Moderate-to-severe asthma in individuals of European ancestry: a genome-wide association study

Nick Shrine, Michael A Portelli, Catherine John, María Soler Artigas, Neil Bennett, Robert Hall, Jon Lewis, Amanda P Henry, Charlotte K Billington, Azaz Ahmad, Richard J Packer, Dominick Shaw, Zara E K Pogson, Andrew Fogarty, Tricia M McKeever, Amisha Singapuri, Liam G Heaney, Adel H Mansur, Rekha Chaudhuri, Neil C ThomsonJohn W Holloway, Gabrielle A Lockett, Peter H Howarth, Ratko Djukanovic, Jenny Hankinson, Robert Niven, Angela Simpson, Kian Fan Chung, Peter J Sterk, John D Blakey, Ian M Adcock, Sile Hu, Yike Guo, Maen Obeidat, Don D Sin, Maarten van den Berge, David C Nickle, Yohan Bossé, Martin D Tobin, Ian P Hall, Christopher E Brightling, Louise V Wain, Ian Sayers

Research output: Contribution to journalArticlepeer-review

100 Citations (Scopus)


BACKGROUND: Few genetic studies that focus on moderate-to-severe asthma exist. We aimed to identity novel genetic variants associated with moderate-to-severe asthma, see whether previously identified genetic variants for all types of asthma contribute to moderate-to-severe asthma, and provide novel mechanistic insights using expression analyses in patients with asthma.

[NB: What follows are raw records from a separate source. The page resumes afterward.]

//! Queue structures backing the scheduler and the per-class backlogs.

use std::cmp::Ordering;
use std::collections::{BinaryHeap, VecDeque};

use crate::error::{SimError, SimResult};
use crate::time::SimTime;
use crate::traffic::Packet;

/// An entry in the event queue: a payload tagged with its scheduled time and
/// an insertion sequence number.
///
/// Ordering is by time first, then by sequence number, so entries scheduled
/// for the same slot pop in insertion order. The tie-break must be exact:
/// downstream statistics depend on deterministic ordering for
/// reproducibility.
#[derive(Debug)]
struct Scheduled<E> {
    time: SimTime,
    seq: u64,
    item: E,
}

impl<E> PartialEq for Scheduled<E> {
    fn eq(&self, other: &Self) -> bool {
        self.time == other.time && self.seq == other.seq
    }
}

impl<E> Eq for Scheduled<E> {}

impl<E> PartialOrd for Scheduled<E> {
    fn partial_cmp(&self, other: &Self) -> Option<Ordering> {
        Some(self.cmp(other))
    }
}

impl<E> Ord for Scheduled<E> {
    fn cmp(&self, other: &Self) -> Ordering {
        // Reversed: BinaryHeap is a max-heap and the earliest entry (lowest
        // time, then lowest sequence number) must sit on top.
        (self.time, self.seq).cmp(&(other.time, other.seq)).reverse()
    }
}

/// Time-ordered queue of pending events.
#[derive(Debug)]
pub struct EventQueue<E> {
    heap: BinaryHeap<Scheduled<E>>,
    next_seq: u64,
}

impl<E> EventQueue<E> {
    pub fn new() -> Self {
        EventQueue {
            heap: BinaryHeap::new(),
            next_seq: 0,
        }
    }

    pub fn is_empty(&self) -> bool {
        self.heap.is_empty()
    }

    pub fn len(&self) -> usize {
        self.heap.len()
    }

    /// Insert an event at its scheduled time.
    pub fn insert(&mut self, time: SimTime, item: E) {
        let seq = self.next_seq;
        self.next_seq += 1;
        self.heap.push(Scheduled { time, seq, item });
    }

    /// Scheduled time of the earliest pending event.
    pub fn peek_time(&self) -> SimResult<SimTime> {
        self.heap.peek().map(|s| s.time).ok_or(SimError::EmptyQueue)
    }

    /// Remove and return the earliest pending event with its scheduled time.
    pub fn remove_earliest(&mut self) -> SimResult<(SimTime, E)> {
        self.heap
            .pop()
            .map(|s| (s.time, s.item))
            .ok_or(SimError::EmptyQueue)
    }
}

impl<E> Default for EventQueue<E> {
    fn default() -> Self {
        Self::new()
    }
}

/// FIFO backlog of packets blocked behind a busy channel.
///
/// One per traffic class; classes never see each other's backlog except
/// through channel contention.
#[derive(Debug, Default)]
pub struct WaitQueue {
    packets: VecDeque<Packet>,
}

impl WaitQueue {
    pub fn new() -> Self {
        WaitQueue {
            packets: VecDeque::new(),
        }
    }

    pub fn is_empty(&self) -> bool {
        self.packets.is_empty()
    }

    pub fn len(&self) -> usize {
        self.packets.len()
    }

    /// Append a packet to the back of the backlog.
    pub fn enqueue(&mut self, packet: Packet) {
        self.packets.push_back(packet);
    }

    /// Remove and return the oldest waiting packet.
    pub fn dequeue(&mut self) -> SimResult<Packet> {
        self.packets.pop_front().ok_or(SimError::EmptyQueue)
    }
}
//! CLI entry point for the downlink traffic simulator.

use clap::Parser;
use ransim_core::{Simulation, SimulationConfig};
use ransim_runner::{load_scenario, Report};
use std::path::PathBuf;
use std::process::ExitCode;
use tracing::debug;
use tracing_subscriber::EnvFilter;

/// Slot-level downlink traffic simulator.
#[derive(Debug, Parser)]
#[command(name = "ransim", version, about)]
struct Args {
    /// Scenario YAML file; defaults to the built-in three-class downlink
    /// scenario.
    #[arg(long)]
    scenario: Option<PathBuf>,

    /// Override the horizon, in slots.
    #[arg(long)]
    duration: Option<u64>,

    /// Override the random seed.
    #[arg(long)]
    seed: Option<u64>,

    /// Override the number of simultaneous transmission grants.
    #[arg(long)]
    channels: Option<usize>,

    /// Emit the final counters as JSON instead of the console table.
    #[arg(long)]
    json: bool,
}

fn main() -> ExitCode {
    tracing_subscriber::fmt()
        .with_env_filter(EnvFilter::from_default_env())
        .init();

    match run(Args::parse()) {
        Ok(()) => ExitCode::SUCCESS,
        Err(err) => {
            eprintln!("error: {err}");
            ExitCode::FAILURE
        }
    }
}

fn run(args: Args) -> Result<(), Box<dyn std::error::Error>> {
    let mut config = match &args.scenario {
        Some(path) => {
            let config = load_scenario(path)?;
            debug!(path = %path.display(), "loaded scenario");
            config
        }
        None => SimulationConfig::downlink_default(0),
    };
    if let Some(duration) = args.duration {
        config.duration_slots = duration;
    }
    if let Some(seed) = args.seed {
        config.seed = seed;
    }
    if let Some(channels) = args.channels {
        config.channel_capacity = channels;
    }

    let duration = config.duration_slots;
    let stats = Simulation::new(&config)?.run()?;
    let report = Report::new(duration, stats);

    if args.json {
        println!("{}", serde_json::to_string_pretty(&report)?);
    } else {
        print!("{}", report.render());
    }
    Ok(())
}
//! Scenario files: YAML documents deserialized straight into the engine's
//! configuration type.

use ransim_core::SimulationConfig;
use std::path::Path;
use thiserror::Error;

/// Errors that can occur while loading a scenario file.
#[derive(Debug, Error)]
pub enum ScenarioError {
    /// The file could not be read.
    #[error("failed to read scenario {path}: {source}")]
    Io {
        path: String,
        #[source]
        source: std::io::Error,
    },

    /// The file is not a valid scenario document.
    #[error("failed to parse scenario {path}: {source}")]
    Parse {
        path: String,
        #[source]
        source: serde_yaml::Error,
    },
}

/// Load a scenario file. The schema is exactly [`SimulationConfig`];
/// distribution parameters and semantic constraints are validated by the
/// engine when the simulation is constructed.
pub fn load_scenario(path: &Path) -> Result<SimulationConfig, ScenarioError> {
    let text = std::fs::read_to_string(path).map_err(|source| ScenarioError::Io {
        path: path.display().to_string(),
        source,
    })?;
    serde_yaml::from_str(&text).map_err(|source| ScenarioError::Parse {
        path: path.display().to_string(),
        source,
    })
}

METHODS: In this genome-wide association study, we used a two-stage case-control design. In stage 1, we genotyped patient-level data from two UK cohorts (the Genetics of Asthma Severity and Phenotypes [GASP] initiative and the Unbiased BIOmarkers in PREDiction of respiratory disease outcomes [U-BIOPRED] project) and used data from the UK Biobank to collect patient-level genomic data for cases and controls of European ancestry in a 1:5 ratio. Cases were defined as having moderate-to-severe asthma if they were taking appropriate medication or had been diagnosed by a doctor. Controls were defined as not having asthma, rhinitis, eczema, allergy, emphysema, or chronic bronchitis as diagnosed by a doctor. For stage 2, an independent cohort of cases and controls (1:5) was selected from the UK Biobank only, with no overlap with stage 1 samples. In stage 1 we undertook a genome-wide association study of moderate-to-severe asthma, and in stage 2 we followed up independent variants that reached the significance threshold of p less than 1 × 10-6 in stage 1. We set genome-wide significance at p less than 5 × 10-8. For novel signals, we investigated their effect on all types of asthma (mild, moderate, and severe). For all signals meeting genome-wide significance, we investigated their effect on gene expression in patients with asthma and controls.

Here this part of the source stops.